### What the exercise asks
When a line below contains the word "models", copy that line.

### Excerpted records
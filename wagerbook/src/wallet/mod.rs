//! Wallet module providing the ledger store: durable per-user balances plus
//! an append-only transaction log.
//!
//! Balances are integer minor units. The store itself does not enforce
//! non-negativity; callers (the settlement engine, operator tooling) decide
//! policy. Every balance adjustment appends exactly one immutable
//! `wallet_transactions` row carrying a freshly generated hash.

pub mod errors;
pub mod models;
pub mod store;

pub use errors::{WalletError, WalletResult};
pub use models::{LedgerDescriptor, LedgerEntry, TransactionKind, Wallet};
//! Prometheus metrics for monitoring settlement traffic.
//!
//! Metrics are exposed in Prometheus text format on a dedicated listener
//! (configured via `METRICS_BIND`) for scraping by monitoring systems.

use metrics_exporter_prometheus::PrometheusBuilder;
use std::net::SocketAddr;

/// Initialize the Prometheus metrics exporter.
///
/// Metrics become available at `http://<addr>/metrics`.
pub fn init_metrics(addr: SocketAddr) -> Result<(), String> {
    PrometheusBuilder::new()
        .with_http_listener(addr)
        .install()
        .map_err(|e| format!("Failed to install Prometheus exporter: {e}"))
}

/// Record a settlement call with its operation and outcome labels.
///
/// Outcomes are `applied`, `replayed`, or the error code (e.g.
/// `insufficient_funds`).
pub fn settlement_calls_total(operation: &str, outcome: &str) {
    metrics::counter!("settlement_calls_total",
        "operation" => operation.to_string(),
        "outcome" => outcome.to_string()
    )
    .increment(1);
}

/// Record settlement call duration in milliseconds.
pub fn settlement_call_duration_ms(operation: &str, duration_ms: f64) {
    metrics::histogram!("settlement_call_duration_ms",
        "operation" => operation.to_string()
    )
    .record(duration_ms);
}

/// Record an operator API call (wallet reads, transfers).
pub fn operator_calls_total(endpoint: &str, status: u16) {
    metrics::counter!("operator_calls_total",
        "endpoint" => endpoint.to_string(),
        "status" => status.to_string()
    )
    .increment(1);
}
//! Bet registry implementation.
//!
//! Lookups are offered both pool-side (adapter reads) and transaction-side
//! (settlement atomic units). Inserts map the unique-constraint violation on
//! `transaction_id` to [`BetError::DuplicateTransaction`], which is the
//! race-safe duplicate detection the idempotency layer relies on.

use super::{
    errors::{BetError, BetResult},
    models::{Bet, BetStatus, NewBet},
};
use sqlx::{PgPool, Postgres, Row, Transaction};

const BET_COLUMNS: &str =
    "id, user_id, transaction_id, ref_id, game_reference, amount, win_amount, status, created_at";

fn bet_from_row(row: &sqlx::postgres::PgRow) -> Bet {
    Bet {
        id: row.get("id"),
        user_id: row.get("user_id"),
        transaction_id: row.get("transaction_id"),
        ref_id: row.get("ref_id"),
        game_reference: row.get("game_reference"),
        amount: row.get("amount"),
        win_amount: row.get("win_amount"),
        status: BetStatus::parse(&row.get::<String, _>("status")).unwrap_or(BetStatus::Unsettled),
        created_at: row.get::<chrono::NaiveDateTime, _>("created_at").and_utc(),
    }
}

/// Find a bet by its provider transaction id.
pub async fn find_by_transaction_id(pool: &PgPool, transaction_id: &str) -> BetResult<Option<Bet>> {
    let row = sqlx::query(&format!(
        "SELECT {BET_COLUMNS} FROM bets WHERE transaction_id = $1"
    ))
    .bind(transaction_id)
    .fetch_optional(pool)
    .await?;

    Ok(row.as_ref().map(bet_from_row))
}

/// Transaction-side lookup by transaction id.
///
/// Runs inside the caller's atomic unit so the result reflects rows committed
/// before the caller acquired its wallet lock.
pub async fn find_by_transaction_id_tx(
    tx: &mut Transaction<'_, Postgres>,
    transaction_id: &str,
) -> BetResult<Option<Bet>> {
    let row = sqlx::query(&format!(
        "SELECT {BET_COLUMNS} FROM bets WHERE transaction_id = $1"
    ))
    .bind(transaction_id)
    .fetch_optional(&mut **tx)
    .await?;

    Ok(row.as_ref().map(bet_from_row))
}

/// Find the bet whose `ref_id` points at the given transaction id, i.e. the
/// win/cancel leg of an originating debit.
pub async fn find_by_ref_id(pool: &PgPool, ref_id: &str) -> BetResult<Option<Bet>> {
    let row = sqlx::query(&format!(
        "SELECT {BET_COLUMNS} FROM bets WHERE ref_id = $1 ORDER BY id LIMIT 1"
    ))
    .bind(ref_id)
    .fetch_optional(pool)
    .await?;

    Ok(row.as_ref().map(bet_from_row))
}

/// Insert a new bet row inside the caller's transaction.
///
/// # Errors
///
/// * `BetError::DuplicateTransaction` - `transaction_id` already exists;
///   raised by the storage layer's unique constraint, so two concurrent
///   inserts of the same id can never both commit.
pub async fn create(tx: &mut Transaction<'_, Postgres>, bet: &NewBet) -> BetResult<Bet> {
    let row = sqlx::query(&format!(
        r#"
        INSERT INTO bets (user_id, transaction_id, ref_id, game_reference, amount, win_amount, status)
        VALUES ($1, $2, $3, $4, $5, $6, $7)
        RETURNING {BET_COLUMNS}
        "#
    ))
    .bind(bet.user_id)
    .bind(&bet.transaction_id)
    .bind(&bet.ref_id)
    .bind(&bet.game_reference)
    .bind(bet.amount)
    .bind(bet.win_amount)
    .bind(bet.status.as_str())
    .fetch_one(&mut **tx)
    .await
    .map_err(|e| {
        if let sqlx::Error::Database(db) = &e {
            if db.code().as_deref() == Some("23505") {
                return BetError::DuplicateTransaction(bet.transaction_id.clone());
            }
        }
        BetError::Database(e)
    })?;

    Ok(bet_from_row(&row))
}

/// Move a bet to a new lifecycle status inside the caller's transaction.
///
/// # Errors
///
/// * `BetError::IllegalTransition` - the lifecycle does not permit the change
pub async fn transition(
    tx: &mut Transaction<'_, Postgres>,
    bet: &Bet,
    next: BetStatus,
) -> BetResult<Bet> {
    if !bet.status.can_transition_to(next) {
        return Err(BetError::IllegalTransition {
            from: bet.status,
            to: next,
        });
    }

    let row = sqlx::query(&format!(
        "UPDATE bets SET status = $1 WHERE id = $2 RETURNING {BET_COLUMNS}"
    ))
    .bind(next.as_str())
    .bind(bet.id)
    .fetch_one(&mut **tx)
    .await?;

    Ok(bet_from_row(&row))
}
//! Operator-platform endpoints: wallet provisioning and reads, bet
//! inspection, and manager fund movement.
//!
//! Unlike the provider callbacks these use conventional REST status codes.
//! The caller's identity and role arrive in trusted headers set by the
//! operator gateway (`x-caller-id`, `x-caller-role`); the role is passed
//! into the engine as a precomputed capability, never re-derived here.

use axum::{
    Json,
    extract::{Path, Query, State},
    http::{HeaderMap, StatusCode},
};
use serde::{Deserialize, Serialize};
use wagerbook::bets::{self, Bet};
use wagerbook::settlement::{
    Caller, CallerRole, PlayerIdentity, SettlementError, TransferRequest,
};
use wagerbook::wallet::{self, LedgerEntry, Wallet, WalletError};

use super::AppState;
use crate::metrics;

#[derive(Debug, Serialize)]
pub struct ErrorResponse {
    pub error: String,
}

fn error_response(status: StatusCode, message: impl Into<String>) -> (StatusCode, Json<ErrorResponse>) {
    (
        status,
        Json(ErrorResponse {
            error: message.into(),
        }),
    )
}

/// Resolve the calling operator from the gateway-set headers.
fn caller_from_headers(headers: &HeaderMap) -> Result<Caller, (StatusCode, Json<ErrorResponse>)> {
    let user_id = headers
        .get("x-caller-id")
        .and_then(|v| v.to_str().ok())
        .and_then(|v| v.parse::<i64>().ok())
        .ok_or_else(|| error_response(StatusCode::UNAUTHORIZED, "Missing or invalid x-caller-id"))?;

    let role = match headers.get("x-caller-role").and_then(|v| v.to_str().ok()) {
        Some("administrator") => CallerRole::Administrator,
        Some("manager") => CallerRole::Manager,
        _ => CallerRole::Player,
    };

    Ok(Caller::with_role(PlayerIdentity::new(user_id), role))
}

#[derive(Debug, Deserialize)]
pub struct CreateWalletRequest {
    pub user_id: i64,
    #[serde(default)]
    pub opening_balance: i64,
    #[serde(default)]
    pub currency: Option<String>,
}

/// Provision a wallet for a newly created account.
pub async fn create_wallet(
    State(state): State<AppState>,
    Json(request): Json<CreateWalletRequest>,
) -> Result<(StatusCode, Json<Wallet>), (StatusCode, Json<ErrorResponse>)> {
    let currency = request.currency.as_deref().unwrap_or("USD");
    match wallet::store::create(&state.pool, request.user_id, request.opening_balance, currency)
        .await
    {
        Ok(wallet) => {
            metrics::operator_calls_total("create_wallet", 201);
            Ok((StatusCode::CREATED, Json(wallet)))
        }
        Err(WalletError::WalletExists(user_id)) => {
            metrics::operator_calls_total("create_wallet", 409);
            Err(error_response(
                StatusCode::CONFLICT,
                format!("Wallet already exists for user {user_id}"),
            ))
        }
        Err(WalletError::InvalidAmount(_)) => {
            metrics::operator_calls_total("create_wallet", 400);
            Err(error_response(
                StatusCode::BAD_REQUEST,
                "Opening balance must not be negative",
            ))
        }
        Err(e) => {
            tracing::error!("Failed to create wallet: {e}");
            metrics::operator_calls_total("create_wallet", 500);
            Err(error_response(
                StatusCode::INTERNAL_SERVER_ERROR,
                "Internal server error",
            ))
        }
    }
}

/// Get the wallet state for a user.
pub async fn get_wallet(
    State(state): State<AppState>,
    Path(user_id): Path<i64>,
) -> Result<Json<Wallet>, (StatusCode, Json<ErrorResponse>)> {
    match wallet::store::find(&state.pool, user_id).await {
        Ok(Some(wallet)) => Ok(Json(wallet)),
        Ok(None) => Err(error_response(StatusCode::NOT_FOUND, "Wallet not found")),
        Err(e) => {
            tracing::error!("Failed to load wallet {user_id}: {e}");
            Err(error_response(
                StatusCode::INTERNAL_SERVER_ERROR,
                "Internal server error",
            ))
        }
    }
}

#[derive(Debug, Deserialize)]
pub struct EntriesQuery {
    #[serde(default = "default_limit")]
    pub limit: i64,
}

fn default_limit() -> i64 {
    50
}

/// Get recent ledger rows for a user, newest first.
pub async fn get_entries(
    State(state): State<AppState>,
    Path(user_id): Path<i64>,
    Query(query): Query<EntriesQuery>,
) -> Result<Json<Vec<LedgerEntry>>, (StatusCode, Json<ErrorResponse>)> {
    let limit = query.limit.clamp(1, 500);
    match wallet::store::entries(&state.pool, user_id, limit).await {
        Ok(entries) => Ok(Json(entries)),
        Err(e) => {
            tracing::error!("Failed to load ledger entries for {user_id}: {e}");
            Err(error_response(
                StatusCode::INTERNAL_SERVER_ERROR,
                "Internal server error",
            ))
        }
    }
}

#[derive(Debug, Serialize)]
pub struct BetDetail {
    pub bet: Bet,
    /// Win/cancel leg pointing back at this bet, if one has settled it
    pub settlement_leg: Option<Bet>,
}

/// Inspect a bet and the settlement leg referencing it.
pub async fn get_bet(
    State(state): State<AppState>,
    Path(transaction_id): Path<String>,
) -> Result<Json<BetDetail>, (StatusCode, Json<ErrorResponse>)> {
    let bet = match bets::registry::find_by_transaction_id(&state.pool, &transaction_id).await {
        Ok(Some(bet)) => bet,
        Ok(None) => return Err(error_response(StatusCode::NOT_FOUND, "Bet not found")),
        Err(e) => {
            tracing::error!("Failed to load bet {transaction_id}: {e}");
            return Err(error_response(
                StatusCode::INTERNAL_SERVER_ERROR,
                "Internal server error",
            ));
        }
    };

    let settlement_leg = bets::registry::find_by_ref_id(&state.pool, &bet.transaction_id)
        .await
        .map_err(|e| {
            tracing::error!("Failed to load settlement leg for {transaction_id}: {e}");
            error_response(StatusCode::INTERNAL_SERVER_ERROR, "Internal server error")
        })?;

    Ok(Json(BetDetail {
        bet,
        settlement_leg,
    }))
}

#[derive(Debug, Serialize)]
pub struct TransferResponse {
    /// Caller's balance after the movement
    pub balance: i64,
}

/// Move credits from the caller's wallet to another user's wallet.
pub async fn transfer(
    State(state): State<AppState>,
    headers: HeaderMap,
    Json(request): Json<TransferRequest>,
) -> Result<Json<TransferResponse>, (StatusCode, Json<ErrorResponse>)> {
    let caller = caller_from_headers(&headers)?;

    match state.engine.transfer(&caller, &request).await {
        Ok(balance) => {
            metrics::operator_calls_total("transfer", 200);
            Ok(Json(TransferResponse { balance }))
        }
        Err(err) => {
            let status = match &err {
                SettlementError::Forbidden => StatusCode::FORBIDDEN,
                SettlementError::NoUser => StatusCode::NOT_FOUND,
                SettlementError::Validation(_) => StatusCode::BAD_REQUEST,
                SettlementError::InsufficientFunds { .. } => StatusCode::UNPROCESSABLE_ENTITY,
                _ => StatusCode::INTERNAL_SERVER_ERROR,
            };
            metrics::operator_calls_total("transfer", status.as_u16());
            Err(error_response(status, err.client_message()))
        }
    }
}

### Expected output
pub mod models;
pub use models::{LedgerDescriptor, LedgerEntry, TransactionKind, Wallet};
    models::{Bet, BetStatus, NewBet},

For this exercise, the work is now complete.